Stored data
════════════════

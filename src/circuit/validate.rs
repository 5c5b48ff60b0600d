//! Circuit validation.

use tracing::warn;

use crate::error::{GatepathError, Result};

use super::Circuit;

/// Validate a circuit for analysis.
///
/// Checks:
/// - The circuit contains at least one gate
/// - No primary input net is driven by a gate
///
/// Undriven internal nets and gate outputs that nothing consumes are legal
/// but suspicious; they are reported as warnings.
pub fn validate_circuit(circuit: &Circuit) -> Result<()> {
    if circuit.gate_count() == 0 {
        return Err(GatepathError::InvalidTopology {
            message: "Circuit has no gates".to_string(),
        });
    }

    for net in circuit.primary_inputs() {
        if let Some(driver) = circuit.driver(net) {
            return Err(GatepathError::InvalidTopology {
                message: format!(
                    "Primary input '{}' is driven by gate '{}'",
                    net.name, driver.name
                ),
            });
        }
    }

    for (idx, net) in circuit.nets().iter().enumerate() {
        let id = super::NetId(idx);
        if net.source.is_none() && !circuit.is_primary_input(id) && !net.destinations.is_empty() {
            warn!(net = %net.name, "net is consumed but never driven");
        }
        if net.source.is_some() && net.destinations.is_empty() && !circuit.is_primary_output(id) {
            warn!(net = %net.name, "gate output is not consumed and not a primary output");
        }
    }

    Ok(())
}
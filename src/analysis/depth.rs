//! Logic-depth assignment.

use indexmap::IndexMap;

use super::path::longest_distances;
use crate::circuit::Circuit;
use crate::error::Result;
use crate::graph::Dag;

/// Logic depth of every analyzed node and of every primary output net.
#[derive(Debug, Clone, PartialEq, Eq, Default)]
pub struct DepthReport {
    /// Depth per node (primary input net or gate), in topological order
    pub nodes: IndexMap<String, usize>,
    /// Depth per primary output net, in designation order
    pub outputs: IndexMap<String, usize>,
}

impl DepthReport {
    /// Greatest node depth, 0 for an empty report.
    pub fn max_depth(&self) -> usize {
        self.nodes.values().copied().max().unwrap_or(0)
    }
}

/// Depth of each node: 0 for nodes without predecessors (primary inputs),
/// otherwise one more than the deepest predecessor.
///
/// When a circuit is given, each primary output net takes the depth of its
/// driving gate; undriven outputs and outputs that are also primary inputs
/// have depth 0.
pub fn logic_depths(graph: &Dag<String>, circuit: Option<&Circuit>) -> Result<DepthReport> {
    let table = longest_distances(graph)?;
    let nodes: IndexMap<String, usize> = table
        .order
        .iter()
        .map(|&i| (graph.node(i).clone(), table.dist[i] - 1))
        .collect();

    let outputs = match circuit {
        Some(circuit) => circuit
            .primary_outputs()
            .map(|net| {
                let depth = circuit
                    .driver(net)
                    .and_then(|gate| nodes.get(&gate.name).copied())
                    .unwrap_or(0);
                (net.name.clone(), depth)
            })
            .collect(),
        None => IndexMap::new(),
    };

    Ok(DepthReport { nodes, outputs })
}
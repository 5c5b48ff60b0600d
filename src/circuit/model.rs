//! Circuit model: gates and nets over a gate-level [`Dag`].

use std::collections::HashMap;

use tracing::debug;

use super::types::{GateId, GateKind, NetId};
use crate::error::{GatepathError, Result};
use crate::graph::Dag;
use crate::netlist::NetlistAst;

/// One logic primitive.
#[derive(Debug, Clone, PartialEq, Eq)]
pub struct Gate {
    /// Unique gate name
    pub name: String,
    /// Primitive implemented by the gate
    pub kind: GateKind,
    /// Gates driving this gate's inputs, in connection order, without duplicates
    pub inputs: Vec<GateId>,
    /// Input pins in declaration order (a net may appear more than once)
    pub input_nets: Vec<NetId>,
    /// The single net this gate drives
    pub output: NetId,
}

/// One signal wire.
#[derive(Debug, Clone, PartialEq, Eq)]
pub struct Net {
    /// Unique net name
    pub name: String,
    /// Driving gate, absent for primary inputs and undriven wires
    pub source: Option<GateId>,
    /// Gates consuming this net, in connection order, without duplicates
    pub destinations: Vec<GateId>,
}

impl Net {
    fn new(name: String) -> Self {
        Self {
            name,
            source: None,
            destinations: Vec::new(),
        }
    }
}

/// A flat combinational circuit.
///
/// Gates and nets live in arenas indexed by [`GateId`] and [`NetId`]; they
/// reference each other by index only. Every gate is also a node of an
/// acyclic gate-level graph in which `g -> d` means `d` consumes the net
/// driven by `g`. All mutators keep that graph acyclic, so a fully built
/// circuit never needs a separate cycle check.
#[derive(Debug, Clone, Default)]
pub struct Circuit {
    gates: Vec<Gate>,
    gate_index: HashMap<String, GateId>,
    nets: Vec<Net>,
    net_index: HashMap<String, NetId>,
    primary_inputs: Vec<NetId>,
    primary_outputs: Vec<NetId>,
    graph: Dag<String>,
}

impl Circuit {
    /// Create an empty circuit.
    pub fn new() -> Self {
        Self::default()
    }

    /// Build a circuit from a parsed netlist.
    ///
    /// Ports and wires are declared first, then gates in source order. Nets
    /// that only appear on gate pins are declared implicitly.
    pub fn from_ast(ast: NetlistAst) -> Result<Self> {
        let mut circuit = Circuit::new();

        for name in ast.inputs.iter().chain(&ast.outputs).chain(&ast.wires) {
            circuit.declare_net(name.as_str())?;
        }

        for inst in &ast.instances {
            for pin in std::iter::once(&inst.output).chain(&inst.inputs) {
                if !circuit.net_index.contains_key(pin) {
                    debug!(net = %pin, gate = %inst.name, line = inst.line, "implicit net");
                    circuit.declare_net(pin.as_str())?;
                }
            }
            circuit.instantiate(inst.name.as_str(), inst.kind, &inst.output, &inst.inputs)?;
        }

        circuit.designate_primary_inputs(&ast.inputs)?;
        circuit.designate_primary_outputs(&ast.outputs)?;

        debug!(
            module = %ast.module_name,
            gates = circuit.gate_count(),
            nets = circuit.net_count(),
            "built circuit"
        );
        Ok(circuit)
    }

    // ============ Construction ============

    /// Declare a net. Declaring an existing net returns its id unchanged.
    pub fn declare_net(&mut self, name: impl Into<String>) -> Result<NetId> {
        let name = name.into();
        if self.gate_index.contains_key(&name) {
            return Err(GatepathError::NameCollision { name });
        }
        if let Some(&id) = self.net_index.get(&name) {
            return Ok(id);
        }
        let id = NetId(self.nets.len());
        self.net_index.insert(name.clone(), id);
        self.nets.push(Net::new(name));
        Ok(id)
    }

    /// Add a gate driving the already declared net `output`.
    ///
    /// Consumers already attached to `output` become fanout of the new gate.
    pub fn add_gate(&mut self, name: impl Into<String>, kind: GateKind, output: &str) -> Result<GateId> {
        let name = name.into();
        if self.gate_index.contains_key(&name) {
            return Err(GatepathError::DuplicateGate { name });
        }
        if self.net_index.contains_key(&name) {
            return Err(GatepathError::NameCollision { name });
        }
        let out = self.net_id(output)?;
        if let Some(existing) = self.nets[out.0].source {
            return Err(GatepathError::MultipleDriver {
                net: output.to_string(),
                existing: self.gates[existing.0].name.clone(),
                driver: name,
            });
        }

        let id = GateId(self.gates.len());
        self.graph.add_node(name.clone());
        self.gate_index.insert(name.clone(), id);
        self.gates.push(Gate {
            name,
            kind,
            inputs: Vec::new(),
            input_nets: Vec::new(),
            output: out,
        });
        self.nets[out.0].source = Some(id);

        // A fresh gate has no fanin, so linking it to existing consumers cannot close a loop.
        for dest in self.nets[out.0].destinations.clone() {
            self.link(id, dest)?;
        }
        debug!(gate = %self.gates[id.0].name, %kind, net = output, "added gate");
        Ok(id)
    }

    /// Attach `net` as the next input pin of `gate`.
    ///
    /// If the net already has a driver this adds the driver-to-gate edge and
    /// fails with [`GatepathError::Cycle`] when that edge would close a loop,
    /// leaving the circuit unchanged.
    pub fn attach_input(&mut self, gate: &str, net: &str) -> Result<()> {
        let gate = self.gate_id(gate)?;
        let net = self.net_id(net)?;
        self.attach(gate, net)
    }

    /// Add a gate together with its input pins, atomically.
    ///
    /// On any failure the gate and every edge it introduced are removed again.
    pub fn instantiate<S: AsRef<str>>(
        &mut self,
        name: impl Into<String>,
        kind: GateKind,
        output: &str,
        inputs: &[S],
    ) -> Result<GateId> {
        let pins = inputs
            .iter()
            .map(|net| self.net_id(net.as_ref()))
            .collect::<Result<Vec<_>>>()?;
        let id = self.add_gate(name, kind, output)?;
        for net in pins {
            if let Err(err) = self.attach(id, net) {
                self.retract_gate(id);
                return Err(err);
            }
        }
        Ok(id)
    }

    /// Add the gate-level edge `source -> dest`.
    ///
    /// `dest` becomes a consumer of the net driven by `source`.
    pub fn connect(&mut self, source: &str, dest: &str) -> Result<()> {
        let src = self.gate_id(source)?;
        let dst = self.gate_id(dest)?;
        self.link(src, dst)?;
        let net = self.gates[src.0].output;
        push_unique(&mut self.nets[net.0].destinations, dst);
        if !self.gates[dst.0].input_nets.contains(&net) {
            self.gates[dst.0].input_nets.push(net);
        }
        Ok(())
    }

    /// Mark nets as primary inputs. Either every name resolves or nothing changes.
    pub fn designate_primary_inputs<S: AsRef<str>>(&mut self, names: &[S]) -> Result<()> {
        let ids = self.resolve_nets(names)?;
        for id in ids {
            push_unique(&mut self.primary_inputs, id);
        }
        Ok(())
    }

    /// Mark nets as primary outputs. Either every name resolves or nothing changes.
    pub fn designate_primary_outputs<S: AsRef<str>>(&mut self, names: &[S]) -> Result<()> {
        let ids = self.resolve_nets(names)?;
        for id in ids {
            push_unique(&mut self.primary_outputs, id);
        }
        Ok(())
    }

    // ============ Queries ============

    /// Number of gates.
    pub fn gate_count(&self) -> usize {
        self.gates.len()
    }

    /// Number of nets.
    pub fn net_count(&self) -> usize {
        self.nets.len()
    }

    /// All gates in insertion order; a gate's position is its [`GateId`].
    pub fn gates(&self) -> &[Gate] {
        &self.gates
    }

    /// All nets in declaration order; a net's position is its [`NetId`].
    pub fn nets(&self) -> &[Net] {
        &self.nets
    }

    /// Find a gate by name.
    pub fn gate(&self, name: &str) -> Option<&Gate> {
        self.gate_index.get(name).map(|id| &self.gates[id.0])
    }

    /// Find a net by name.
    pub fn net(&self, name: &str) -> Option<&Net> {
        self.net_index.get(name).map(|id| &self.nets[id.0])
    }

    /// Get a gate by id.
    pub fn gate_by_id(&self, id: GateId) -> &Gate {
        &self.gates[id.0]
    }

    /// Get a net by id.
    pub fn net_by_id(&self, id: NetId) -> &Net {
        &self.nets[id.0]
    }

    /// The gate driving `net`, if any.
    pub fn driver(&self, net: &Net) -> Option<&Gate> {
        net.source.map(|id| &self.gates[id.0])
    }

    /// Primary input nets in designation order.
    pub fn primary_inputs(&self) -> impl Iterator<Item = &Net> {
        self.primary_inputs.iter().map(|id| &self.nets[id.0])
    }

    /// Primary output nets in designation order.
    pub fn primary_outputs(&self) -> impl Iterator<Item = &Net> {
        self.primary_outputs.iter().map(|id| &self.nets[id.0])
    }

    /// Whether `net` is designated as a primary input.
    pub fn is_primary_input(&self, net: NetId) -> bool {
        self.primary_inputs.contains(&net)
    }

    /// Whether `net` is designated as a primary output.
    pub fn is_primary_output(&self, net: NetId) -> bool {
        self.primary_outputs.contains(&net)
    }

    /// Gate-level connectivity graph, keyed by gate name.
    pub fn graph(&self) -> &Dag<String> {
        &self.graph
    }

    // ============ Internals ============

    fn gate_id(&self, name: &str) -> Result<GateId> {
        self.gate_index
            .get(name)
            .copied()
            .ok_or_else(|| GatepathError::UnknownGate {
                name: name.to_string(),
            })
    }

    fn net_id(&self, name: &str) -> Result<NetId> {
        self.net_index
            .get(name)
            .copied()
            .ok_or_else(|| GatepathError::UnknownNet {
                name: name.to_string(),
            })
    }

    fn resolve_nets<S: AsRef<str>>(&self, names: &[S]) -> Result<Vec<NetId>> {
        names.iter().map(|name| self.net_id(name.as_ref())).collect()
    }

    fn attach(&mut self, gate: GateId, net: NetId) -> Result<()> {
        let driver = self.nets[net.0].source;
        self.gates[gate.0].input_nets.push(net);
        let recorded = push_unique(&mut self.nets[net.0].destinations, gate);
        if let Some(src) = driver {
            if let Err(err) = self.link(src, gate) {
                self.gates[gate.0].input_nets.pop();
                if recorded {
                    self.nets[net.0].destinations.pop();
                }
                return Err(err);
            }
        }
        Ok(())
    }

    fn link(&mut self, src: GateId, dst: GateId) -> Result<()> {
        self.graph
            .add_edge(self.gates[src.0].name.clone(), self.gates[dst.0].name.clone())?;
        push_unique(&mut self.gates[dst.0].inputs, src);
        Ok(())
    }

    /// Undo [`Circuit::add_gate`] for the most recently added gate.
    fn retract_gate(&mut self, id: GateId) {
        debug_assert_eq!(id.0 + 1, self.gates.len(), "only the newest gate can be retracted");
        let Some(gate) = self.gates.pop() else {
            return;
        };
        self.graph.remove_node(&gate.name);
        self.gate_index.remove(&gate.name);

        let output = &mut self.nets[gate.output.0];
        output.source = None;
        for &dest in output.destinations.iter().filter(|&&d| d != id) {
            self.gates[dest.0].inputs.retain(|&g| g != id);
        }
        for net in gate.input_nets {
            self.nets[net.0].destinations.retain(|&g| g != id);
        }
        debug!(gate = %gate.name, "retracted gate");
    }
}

════════════════

• _Work to be completed_: Copy each line of the records that contains the word "instantiate".

• _Final answer_:
            circuit.instantiate(inst.name.as_str(), inst.kind, &inst.output, &inst.inputs)?;
    pub fn instantiate<S: AsRef<str>>(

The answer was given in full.